La forme du tronc est assyrienne, avec cette différence que les pieds du siège sont tournés au lieu d’être simplement équarris ; les pentes du dais, fort probablement en étoile d’or, sont d’un dessin très curieux ; elles se composent de deux litres lourdement brodées. A une double rangée d’antémions succède une bande ornée de taureaux ; au centre apparait l’emblème ailé d’Aouramazda ; enfin la litre inférieure se termine par un galon et une lourde frange. La superposition des emblèmes ailés donne à cette draperie l’aspect d’une tente égyptienne.
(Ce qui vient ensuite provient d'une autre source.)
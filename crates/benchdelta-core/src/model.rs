use std::collections::BTreeMap;
use std::fmt;

use serde::ser::SerializeMap;
use serde::{Deserialize, Serialize, Serializer};
use serde_json::{Map, Value};

use crate::errors::ReportError;

/// Module sections that carry endpoint metrics, in flattening order.
pub const SECTIONS: [Section; 3] = [Section::ApiCore, Section::ApiWrite, Section::UiPages];

/// Key of the module holding edge-case check results.
pub const EDGE_CHECKS_MODULE: &str = "edgeChecks";

#[derive(Debug, Clone, Copy, PartialEq, Eq, PartialOrd, Ord, Hash, Serialize, Deserialize)]
pub enum Section {
    #[serde(rename = "apiCore")]
    ApiCore,
    #[serde(rename = "apiWrite")]
    ApiWrite,
    #[serde(rename = "uiPages")]
    UiPages,
}

impl Section {
    /// Key of the section under `modules`.
    pub fn as_str(&self) -> &'static str {
        match self {
            Self::ApiCore => "apiCore",
            Self::ApiWrite => "apiWrite",
            Self::UiPages => "uiPages",
        }
    }

    /// Human readable heading.
    pub fn title(&self) -> &'static str {
        match self {
            Self::ApiCore => "API Core",
            Self::ApiWrite => "API Write",
            Self::UiPages => "UI Pages",
        }
    }
}

impl fmt::Display for Section {
    fn fmt(&self, f: &mut fmt::Formatter<'_>) -> fmt::Result {
        f.write_str(self.as_str())
    }
}

/// Which run of a comparison a record belongs to.
#[derive(Debug, Clone, Copy, PartialEq, Eq, Hash, Serialize)]
#[serde(rename_all = "lowercase")]
pub enum Side {
    Current,
    Baseline,
}

impl fmt::Display for Side {
    fn fmt(&self, f: &mut fmt::Formatter<'_>) -> fmt::Result {
        match self {
            Self::Current => f.write_str("current"),
            Self::Baseline => f.write_str("baseline"),
        }
    }
}

/// A parsed benchmark run report.
///
/// The document is kept as JSON; only the root, `metadata` and `modules`
/// shapes are checked on construction. Section contents are checked lazily by
/// [`crate::flatten_metrics`] and [`Report::edge_checks`].
#[derive(Debug, Clone, PartialEq)]
pub struct Report {
    doc: Value,
}

impl Report {
    pub fn from_value(doc: Value) -> Result<Self, ReportError> {
        let Some(root) = doc.as_object() else {
            return Err(ReportError::invalid_structure("$", "an object", &doc));
        };
        for key in ["metadata", "modules"] {
            match root.get(key) {
                None | Some(Value::Null) | Some(Value::Object(_)) => {}
                Some(other) => {
                    return Err(ReportError::invalid_structure(key, "an object", other));
                }
            }
        }
        Ok(Self { doc })
    }

    pub fn as_value(&self) -> &Value {
        &self.doc
    }

    pub fn into_value(self) -> Value {
        self.doc
    }

    pub fn metadata(&self) -> Option<&Map<String, Value>> {
        self.doc.get("metadata").and_then(Value::as_object)
    }

    /// Metadata value rendered as text; `None` when absent or null.
    pub fn metadata_str(&self, key: &str) -> Option<String> {
        self.metadata()
            .and_then(|meta| meta.get(key))
            .and_then(value_text)
    }

    pub fn run_id(&self) -> String {
        self.metadata_str("runId")
            .unwrap_or_else(|| "unknown".to_string())
    }

    pub fn modules(&self) -> Option<&Map<String, Value>> {
        self.doc.get("modules").and_then(Value::as_object)
    }

    /// Flattened endpoint metrics of the three metric sections.
    pub fn metrics(&self) -> Result<Vec<MetricRecord>, ReportError> {
        crate::flatten::flatten_metrics(&self.doc)
    }

    /// Entries of `modules.edgeChecks.checks`; empty when the module is absent.
    pub fn edge_checks(&self) -> Result<Vec<EdgeCheck>, ReportError> {
        let Some(module) = self.modules().and_then(|m| m.get(EDGE_CHECKS_MODULE)) else {
            return Ok(Vec::new());
        };
        let location = format!("modules.{EDGE_CHECKS_MODULE}");
        let module = match module {
            Value::Null => return Ok(Vec::new()),
            Value::Object(map) => map,
            other => return Err(ReportError::invalid_structure(location, "an object", other)),
        };
        let checks = match module.get("checks") {
            None | Some(Value::Null) => return Ok(Vec::new()),
            Some(Value::Array(items)) => items,
            Some(other) => {
                return Err(ReportError::invalid_structure(
                    format!("{location}.checks"),
                    "an array",
                    other,
                ))
            }
        };

        checks
            .iter()
            .enumerate()
            .map(|(i, item)| {
                let obj = item.as_object().ok_or_else(|| {
                    ReportError::invalid_structure(
                        format!("{location}.checks[{i}]"),
                        "an object",
                        item,
                    )
                })?;
                Ok(EdgeCheck {
                    name: obj.get("name").and_then(value_text).unwrap_or_default(),
                    passed: obj.get("passed").and_then(Value::as_bool).unwrap_or(false),
                    details: obj
                        .get("details")
                        .cloned()
                        .unwrap_or_else(|| Value::Object(Map::new())),
                })
            })
            .collect()
    }
}

/// One endpoint's measurements within a report section.
///
/// Holds a shallow copy of the source `endpointMetrics` entry. Accessors
/// coerce absent or malformed numbers to zero and absent strings to `None`;
/// the entry itself is never rewritten.
///
/// Serializes as the entry's fields plus a `section` tag. The tag replaces
/// any `section` key the entry carries.
#[derive(Debug, Clone, PartialEq)]
pub struct MetricRecord {
    pub section: Section,
    fields: Map<String, Value>,
}

const SECTION_TAG: &str = "section";

impl Serialize for MetricRecord {
    fn serialize<S: Serializer>(&self, serializer: S) -> Result<S::Ok, S::Error> {
        let len = self.fields.len() + usize::from(!self.fields.contains_key(SECTION_TAG));
        let mut map = serializer.serialize_map(Some(len))?;
        map.serialize_entry(SECTION_TAG, &self.section)?;
        for (key, value) in &self.fields {
            if key.as_str() != SECTION_TAG {
                map.serialize_entry(key, value)?;
            }
        }
        map.end()
    }
}

impl MetricRecord {
    pub fn new(section: Section, fields: Map<String, Value>) -> Self {
        Self { section, fields }
    }

    pub fn fields(&self) -> &Map<String, Value> {
        &self.fields
    }

    pub fn get(&self, key: &str) -> Option<&Value> {
        self.fields.get(key)
    }

    pub fn text(&self, key: &str) -> Option<String> {
        self.fields.get(key).and_then(value_text)
    }

    /// Numeric field; numbers and numeric strings are accepted.
    pub fn number(&self, key: &str) -> Option<f64> {
        match self.fields.get(key)? {
            Value::Number(n) => n.as_f64(),
            Value::String(s) => s.trim().parse::<f64>().ok().filter(|v| v.is_finite()),
            _ => None,
        }
    }

    pub fn endpoint_name(&self) -> Option<String> {
        self.text("endpointName")
    }

    pub fn path(&self) -> Option<String> {
        self.text("path")
    }

    pub fn tier(&self) -> Option<String> {
        self.text("tier")
    }

    pub fn method(&self) -> Option<String> {
        self.text("method")
    }

    pub fn p95_ms(&self) -> f64 {
        self.number("p95Ms").unwrap_or(0.0)
    }

    pub fn avg_ms(&self) -> f64 {
        self.number("avgMs").unwrap_or(0.0)
    }

    pub fn throughput_rps(&self) -> f64 {
        self.number("throughputRps").unwrap_or(0.0)
    }

    pub fn error_rate_pct(&self) -> f64 {
        self.number("errorRatePct").unwrap_or(0.0)
    }

    /// Status code counts. Counts that are not non-negative integers (or
    /// integer strings) are dropped; fractional counts truncate.
    pub fn statuses(&self) -> BTreeMap<String, u64> {
        let Some(Value::Object(map)) = self.fields.get("statuses") else {
            return BTreeMap::new();
        };
        map.iter()
            .filter_map(|(code, count)| status_count(count).map(|n| (code.clone(), n)))
            .collect()
    }

    pub fn identity_key(&self) -> IdentityKey {
        IdentityKey {
            endpoint_name: self.endpoint_name(),
            path: self.path(),
            tier: self.tier(),
        }
    }
}

fn status_count(value: &Value) -> Option<u64> {
    match value {
        Value::Number(n) => n.as_u64().or_else(|| {
            n.as_f64()
                .filter(|v| v.is_finite() && *v >= 0.0)
                .map(|v| v.trunc() as u64)
        }),
        Value::String(s) => s.trim().parse::<u64>().ok(),
        _ => None,
    }
}

/// Text form of a scalar JSON value. Strings are returned verbatim.
pub(crate) fn value_text(value: &Value) -> Option<String> {
    match value {
        Value::Null => None,
        Value::String(s) => Some(s.clone()),
        other => Some(other.to_string()),
    }
}

/// Join key between runs: `(endpointName, path, tier)`.
///
/// Ordering is field-wise string order; an absent component sorts before any
/// present one.
#[derive(Debug, Clone, PartialEq, Eq, PartialOrd, Ord, Hash, Serialize)]
#[serde(rename_all = "camelCase")]
pub struct IdentityKey {
    pub endpoint_name: Option<String>,
    pub path: Option<String>,
    pub tier: Option<String>,
}

impl fmt::Display for IdentityKey {
    fn fmt(&self, f: &mut fmt::Formatter<'_>) -> fmt::Result {
        write!(
            f,
            "{}::{}::{}",
            self.endpoint_name.as_deref().unwrap_or(""),
            self.path.as_deref().unwrap_or(""),
            self.tier.as_deref().unwrap_or("")
        )
    }
}

#[derive(Debug, Clone, Copy, PartialEq, Eq, Hash, Serialize, Deserialize)]
#[serde(rename_all = "lowercase")]
pub enum Classification {
    Improved,
    Regressed,
    Neutral,
}

impl Classification {
    pub fn as_str(&self) -> &'static str {
        match self {
            Self::Improved => "improved",
            Self::Regressed => "regressed",
            Self::Neutral => "neutral",
        }
    }
}

impl fmt::Display for Classification {
    fn fmt(&self, f: &mut fmt::Formatter<'_>) -> fmt::Result {
        f.write_str(self.as_str())
    }
}

/// One joined endpoint of a baseline comparison.
#[derive(Debug, Clone, PartialEq, Serialize)]
#[serde(rename_all = "camelCase")]
pub struct ComparisonRow {
    pub endpoint_name: String,
    pub tier: String,
    pub path: Option<String>,
    pub p95_before_ms: f64,
    pub p95_after_ms: f64,
    pub p95_delta_pct: f64,
    pub throughput_before_rps: f64,
    pub throughput_after_rps: f64,
    pub throughput_delta_pct: f64,
    pub error_rate_before_pct: f64,
    pub error_rate_after_pct: f64,
    pub error_rate_delta_pct: f64,
    pub status: Classification,
}

#[derive(Debug, Clone, PartialEq, Serialize)]
pub struct EdgeCheck {
    pub name: String,
    pub passed: bool,
    pub details: Value,
}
C’est une nouvelle manifestation de cette tendance particulière aux Perses d’aller chercher a l’étranger des modèles qu’ils faisaient ensuite reproduire par leurs propres ouvriers.

Ne semble-t-il pas que Darius ait voulu rassembler dans sa demeure souveraine toutes les merveilles de l’Asie et de l’Afrique, et qu’il ait fait contribuer à l’ornementation de ses palais les arts et les richesses des nations tributaires de la Perse ?
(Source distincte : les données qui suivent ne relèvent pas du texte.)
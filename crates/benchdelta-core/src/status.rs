use std::collections::BTreeMap;

use crate::model::MetricRecord;

/// Status code → total count, ordered by the code as a string.
///
/// String order matches numeric order only for codes of equal length
/// (`"200" < "404" < "429"`); a code such as `"1000"` sorts before `"200"`.
pub type StatusSummary = BTreeMap<String, u64>;

/// Status code that signals the benchmark hit rate limiting.
pub const RATE_LIMIT_STATUS: &str = "429";

/// Sum status counts across records. Records without `statuses` add nothing.
pub fn summarize_statuses(records: &[MetricRecord]) -> StatusSummary {
    let mut summary = StatusSummary::new();
    for record in records {
        for (code, count) in record.statuses() {
            let total = summary.entry(code).or_insert(0);
            *total = total.saturating_add(count);
        }
    }
    summary
}

/// True when any 429 response was recorded.
pub fn rate_limited(summary: &StatusSummary) -> bool {
    summary.get(RATE_LIMIT_STATUS).copied().unwrap_or(0) > 0
}
//! Shared tree handle for multi-threaded callers.
//!
//! [`Tree`] itself is single-threaded: mutations take `&mut self`. When a
//! tree has to be reachable from several threads, [`SharedTree`] puts it
//! behind a reader-writer lock. Readers run concurrently, writers are
//! serialised, and each call holds the lock for exactly one tree operation.

use std::sync::Arc;

use parking_lot::RwLock;

use crate::{
    btree::Tree,
    error::Result,
    integrity::{IntegrityScrubber, ScrubResult},
    types::{Handle, KeyComparator},
};

/// Cloneable, lock-protected handle to a [`Tree`].
///
/// Results that borrow from the tree are copied out before the lock is
/// released, so values are returned as owned `Vec<u8>`.
pub struct SharedTree<K, C> {
    inner: Arc<RwLock<Tree<K, C>>>,
}

impl<K, C> Clone for SharedTree<K, C> {
    fn clone(&self) -> Self {
        Self { inner: Arc::clone(&self.inner) }
    }
}

impl<K, C> SharedTree<K, C>
where
    K: Clone,
    C: KeyComparator<K>,
{
    /// Wraps `tree` for shared access.
    pub fn new(tree: Tree<K, C>) -> Self {
        Self { inner: Arc::new(RwLock::new(tree)) }
    }

    /// Runs `f` under the read lock.
    pub fn read<R>(&self, f: impl FnOnce(&Tree<K, C>) -> R) -> R {
        f(&self.inner.read())
    }

    /// Runs `f` under the write lock.
    pub fn write<R>(&self, f: impl FnOnce(&mut Tree<K, C>) -> R) -> R {
        f(&mut self.inner.write())
    }

    /// Inserts a value under `key`. See [`Tree::insert`].
    ///
    /// # Errors
    ///
    /// Same as [`Tree::insert`].
    pub fn insert(&self, key: K, data: &[u8]) -> Result<Handle> {
        self.inner.write().insert(key, data)
    }

    /// Removes the newest value under `key`. See [`Tree::delete`].
    ///
    /// # Errors
    ///
    /// Same as [`Tree::delete`].
    pub fn delete(&self, key: &K) -> Result<()> {
        self.inner.write().delete(key)
    }

    /// Returns a copy of the newest value under `key`.
    ///
    /// # Errors
    ///
    /// Same as [`Tree::get`].
    pub fn get(&self, key: &K) -> Result<Option<Vec<u8>>> {
        Ok(self.inner.read().get(key)?.map(<[u8]>::to_vec))
    }

    /// Returns `true` if `key` has at least one value.
    ///
    /// # Errors
    ///
    /// Same as [`Tree::contains_key`].
    pub fn contains_key(&self, key: &K) -> Result<bool> {
        self.inner.read().contains_key(key)
    }

    /// Number of distinct keys.
    pub fn len(&self) -> usize {
        self.inner.read().len()
    }

    /// Returns `true` if the tree holds no keys.
    pub fn is_empty(&self) -> bool {
        self.inner.read().is_empty()
    }

    /// Runs the integrity scrubber under the read lock.
    pub fn scrub(&self) -> ScrubResult {
        let tree = self.inner.read();
        IntegrityScrubber::new(&*tree).verify()
    }
}
//! Proptest strategies for B+ tree workloads.
//!
//! Generators draw keys from a deliberately narrow range so that random
//! sequences hit duplicates, deletes of present keys, and repeated splits
//! and merges of the same region.
//!
//! # Usage
//!
//! ```no_run
//! use bptree_test_utils::strategies;
//! use proptest::prelude::*;
//!
//! proptest! {
//!     #[test]
//!     fn my_property(ops in strategies::arb_op_sequence(200)) {
//!         // apply ops and check invariants
//!     }
//! }
//! ```

use proptest::prelude::*;

use crate::{config::TEST_PAYLOAD_SIZE, model::TreeOp};

/// Upper bound (exclusive) of keys produced by [`arb_key`].
pub const KEY_SPACE: u16 = 512;

/// Generates a key in `0..KEY_SPACE`.
pub fn arb_key() -> impl Strategy<Value = u16> {
    0..KEY_SPACE
}

/// Generates a value of 0 to `TEST_PAYLOAD_SIZE` random bytes.
pub fn arb_value() -> impl Strategy<Value = Vec<u8>> {
    proptest::collection::vec(any::<u8>(), 0..=TEST_PAYLOAD_SIZE)
}

/// Generates a small value of 1-4 random bytes for compact tests.
pub fn arb_small_value() -> impl Strategy<Value = Vec<u8>> {
    proptest::collection::vec(any::<u8>(), 1..=4)
}

/// Generates a valid fanout: even, between 4 and 32.
pub fn arb_fanout() -> impl Strategy<Value = usize> {
    (2usize..=16).prop_map(|half| half * 2)
}

/// Generates a single tree operation.
///
/// Weighted towards inserts so trees grow deep enough to exercise splits,
/// with enough deletes to drive rebalancing.
pub fn arb_op() -> impl Strategy<Value = TreeOp<u16>> {
    prop_oneof![
        5 => (arb_key(), arb_small_value()).prop_map(|(key, value)| TreeOp::Insert { key, value }),
        3 => arb_key().prop_map(|key| TreeOp::Delete { key }),
        1 => arb_key().prop_map(|key| TreeOp::Get { key }),
        1 => (proptest::option::of(arb_key()), 0usize..32)
            .prop_map(|(start, count)| TreeOp::ListFrom { start, count }),
    ]
}

/// Generates a sequence of up to `max_len` operations.
pub fn arb_op_sequence(max_len: usize) -> impl Strategy<Value = Vec<TreeOp<u16>>> {
    proptest::collection::vec(arb_op(), 1..=max_len)
}

/// Generates a set of distinct keys, shuffled.
pub fn arb_unique_keys(max_len: usize) -> impl Strategy<Value = Vec<u16>> {
    proptest::collection::btree_set(arb_key(), 1..=max_len)
        .prop_map(|keys| keys.into_iter().collect::<Vec<_>>())
        .prop_shuffle()
}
A l’Ionie il emprunta l’ordonnance de l’édifice, la forme des ouvertures et la sculpture ornementale ; à la Lycie, les charpentes et les terrasses ; à l’Egypte, les colonnes, leur base, leur chapiteau et le couronnement des portes ; à l’Assyrie, la statuaire ; mais il s’en rapporta aux Perses pour harmoniser des types de provenances si diverses avec le goût et la mesure toujours observés par les Iraniens dans l’ornementation de leurs édifices.
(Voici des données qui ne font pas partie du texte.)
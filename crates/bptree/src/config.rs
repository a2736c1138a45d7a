//! Tree configuration.
//!
//! Configuration can be built programmatically through a validating
//! builder or deserialized from any serde format. Deserialized values are
//! checked with [`TreeConfig::validate`], which [`Tree::new`] also calls.
//!
//! [`Tree::new`]: crate::Tree::new

use schemars::JsonSchema;
use serde::{Deserialize, Serialize};
use snafu::Snafu;

/// Configuration validation error.
#[derive(Debug, Snafu)]
pub enum ConfigError {
    /// A configuration value is invalid.
    #[snafu(display("invalid config: {message}"))]
    Validation {
        /// Description of the validation failure.
        message: String,
    },
}

/// Node byte size of the classic parametrisation.
pub const DEFAULT_NODE_SIZE: usize = 72;

/// Bytes per node entry (4-byte key + 4-byte handle).
pub const DEFAULT_ENTRY_SIZE: usize = 8;

/// Bytes stored per data payload.
pub const DEFAULT_PAYLOAD_SIZE: usize = 16;

/// Number of node slots in the pool.
pub const DEFAULT_POOL_CAPACITY: usize = 24576;

/// Smallest fanout for which splits and merges keep both halves legal.
pub const MIN_FANOUT: usize = 4;

/// Derives a fanout from a node byte size.
///
/// The raw quotient is rounded down to an even number: a full internal
/// node of an odd fanout cannot be split into two halves that both meet
/// the minimum occupancy.
pub const fn fanout_for_node_size(node_size: usize, entry_size: usize) -> usize {
    if entry_size == 0 {
        return 0;
    }
    (node_size / entry_size) & !1
}

/// Minimum fanout, `ceil(fanout / 2)`.
pub const fn min_fanout(fanout: usize) -> usize {
    fanout.div_ceil(2)
}

/// Tree construction parameters.
///
/// # Validation Rules
///
/// - `fanout` must be even and >= 4
/// - `pool_capacity` must be >= `2 * min_fanout` and below `u32::MAX`
/// - `payload_size` must be >= 1
///
/// # Example
///
/// ```no_run
/// # use bptree::TreeConfig;
/// let config = TreeConfig::builder()
///     .pool_capacity(1024)
///     .fanout(16)
///     .build()
///     .expect("valid tree config");
/// ```
#[derive(Debug, Clone, PartialEq, Eq, Serialize, Deserialize, JsonSchema)]
pub struct TreeConfig {
    /// Number of node slots in the pool. Every node and payload record
    /// occupies one slot; the pool never grows.
    #[serde(default = "default_pool_capacity")]
    pub pool_capacity: usize,
    /// Maximum child pointers per internal node. Nodes hold at most
    /// `fanout - 1` entries.
    #[serde(default = "default_fanout")]
    pub fanout: usize,
    /// Maximum payload length in bytes.
    #[serde(default = "default_payload_size")]
    pub payload_size: usize,
}

fn default_pool_capacity() -> usize {
    DEFAULT_POOL_CAPACITY
}

fn default_fanout() -> usize {
    fanout_for_node_size(DEFAULT_NODE_SIZE, DEFAULT_ENTRY_SIZE)
}

fn default_payload_size() -> usize {
    DEFAULT_PAYLOAD_SIZE
}

impl Default for TreeConfig {
    fn default() -> Self {
        Self {
            pool_capacity: default_pool_capacity(),
            fanout: default_fanout(),
            payload_size: default_payload_size(),
        }
    }
}

#[bon::bon]
impl TreeConfig {
    /// Creates a new tree configuration with validation.
    ///
    /// # Errors
    ///
    /// Returns [`ConfigError::Validation`] if any rule listed on
    /// [`TreeConfig`] is violated.
    #[builder]
    pub fn new(
        #[builder(default = default_pool_capacity())] pool_capacity: usize,
        #[builder(default = default_fanout())] fanout: usize,
        #[builder(default = default_payload_size())] payload_size: usize,
    ) -> Result<Self, ConfigError> {
        let config = Self { pool_capacity, fanout, payload_size };
        config.validate()?;
        Ok(config)
    }
}

impl TreeConfig {
    /// Minimum fanout for this configuration.
    pub fn min_fanout(&self) -> usize {
        min_fanout(self.fanout)
    }

    /// Validates the configuration values.
    ///
    /// Call after deserialization to ensure values are within valid ranges.
    ///
    /// # Errors
    ///
    /// Returns [`ConfigError::Validation`] if any value is out of range.
    pub fn validate(&self) -> Result<(), ConfigError> {
        if self.fanout < MIN_FANOUT {
            return Err(ConfigError::Validation {
                message: format!("fanout must be >= {MIN_FANOUT}, got {}", self.fanout),
            });
        }
        if self.fanout % 2 != 0 {
            return Err(ConfigError::Validation {
                message: format!("fanout must be even, got {}", self.fanout),
            });
        }
        if self.payload_size == 0 {
            return Err(ConfigError::Validation {
                message: "payload_size must be >= 1".to_string(),
            });
        }
        let min_capacity = 2 * self.min_fanout();
        if self.pool_capacity < min_capacity {
            return Err(ConfigError::Validation {
                message: format!(
                    "pool_capacity must be >= {min_capacity} (2 x min fanout), got {}",
                    self.pool_capacity
                ),
            });
        }
        if self.pool_capacity >= u32::MAX as usize {
            return Err(ConfigError::Validation {
                message: format!(
                    "pool_capacity must be < {}, got {}",
                    u32::MAX,
                    self.pool_capacity
                ),
            });
        }
        Ok(())
    }
}
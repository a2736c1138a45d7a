//! Test configuration helpers.
//!
//! Provides small tree configurations for tests, centralizing magic values
//! that would otherwise be scattered across test modules.

use bptree::TreeConfig;
use tracing_subscriber::EnvFilter;

/// Pool capacity used by [`test_tree_config`].
pub const TEST_POOL_CAPACITY: usize = 1024;

/// Payload size used by [`test_tree_config`] and [`tiny_tree_config`].
pub const TEST_PAYLOAD_SIZE: usize = 16;

/// Returns a tree configuration suitable for tests.
///
/// Uses the smallest fanout so a few dozen keys already produce a tree of
/// height three or more:
/// - `pool_capacity`: 1024
/// - `fanout`: 4 (nodes hold 1 to 3 entries)
/// - `payload_size`: 16 bytes
#[must_use]
pub fn test_tree_config() -> TreeConfig {
    TreeConfig { pool_capacity: TEST_POOL_CAPACITY, fanout: 4, payload_size: TEST_PAYLOAD_SIZE }
}

/// Returns a configuration with a pool small enough to exhaust on purpose.
///
/// Sixteen slots: one leaf root plus room for a handful of keys and splits.
#[must_use]
pub fn tiny_tree_config() -> TreeConfig {
    TreeConfig { pool_capacity: 16, fanout: 4, payload_size: TEST_PAYLOAD_SIZE }
}

/// Installs a `tracing` subscriber that writes through the test harness.
///
/// Filtering follows `RUST_LOG` and defaults to `warn`. Safe to call from
/// every test; only the first call installs anything.
pub fn init_test_tracing() {
    let filter = EnvFilter::try_from_default_env().unwrap_or_else(|_| EnvFilter::new("warn"));
    let _ = tracing_subscriber::fmt().with_env_filter(filter).with_test_writer().try_init();
}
L’étude des bas-reliefs de Persépolis me permet de constater la supériorité des sculptures du Takhtè Djemchid sur celles de Maderè Soleïman. Les œuvres des artistes contemporains de Darius et de ses successeurs ont grande allure et cadrent, malgré leurs défauts, avec les édifices qu’elles sont destinées à orner. Le dessin est correct, le modelé ne trahit aucune des exagérations caractéristiques des sculptures chaldéennes ou ninivites, et l’exécution est parfaite. Ce n’est pas l’habileté de main qu’il faut seulement louer chez les Iraniens : les Perses sont surtout redevables de leur supériorité artistique à leur intelligence, qui leur a fait comprendre les véritables conditions du bas-relief et les a amenés les premiers à renoncer aux paysages et à grouper sur le même plan tous les personnages d’une même scène.

De pareils efforts devaient malheureusement être perdus pour les siècles futurs ; l’art persépolitain, imposé à la Perse par Cyrus et ses successeurs, n’a pas survécu au dernier représentant de la dynastie achéménide. Il ne pouvait en être autrement dans une contrée privée de bois et dans un pays où les matériaux de terre sont seuls d’un usage pratique : c’est ainsi que les palais du Takhtè Djemchid n’ont jama is été imités ou copiés après la chute de Darius Codoman, et que les rois partîtes et sassanides ont de nouveau construit des monuments en briques recouverts des hautes coupoles, caractéristiques de l’architecture nationale de l’Iran.

Deux hypogées creusés dans la montagne au pied de laquelle les Achéménides ont assis le soubassement du Takhtè Djemchid ont fait supposer à tort que les édifices construits au-dessous d’eux étaient des temples funéraires semblables à ceux que les souverains de l’Égypte élevaient a leur propre mémoire dans la nécropole de Thèbes. Cette hypothèse me parait hasardée : les tombes de Darius et celles de ses premiers successeurs sont creusées dans les rochers de Nakhchè Houstcm, à plus de dix kilomètres des palais élevés par ces rois à Persépolis ; le voisinage des deux derniers hypogées achéménides, préparés longtemps après l’édification du takht, ne peut communiquer aux palais une destination funéraire, d’ailleurs contredite par les inscriptions cunéiformes.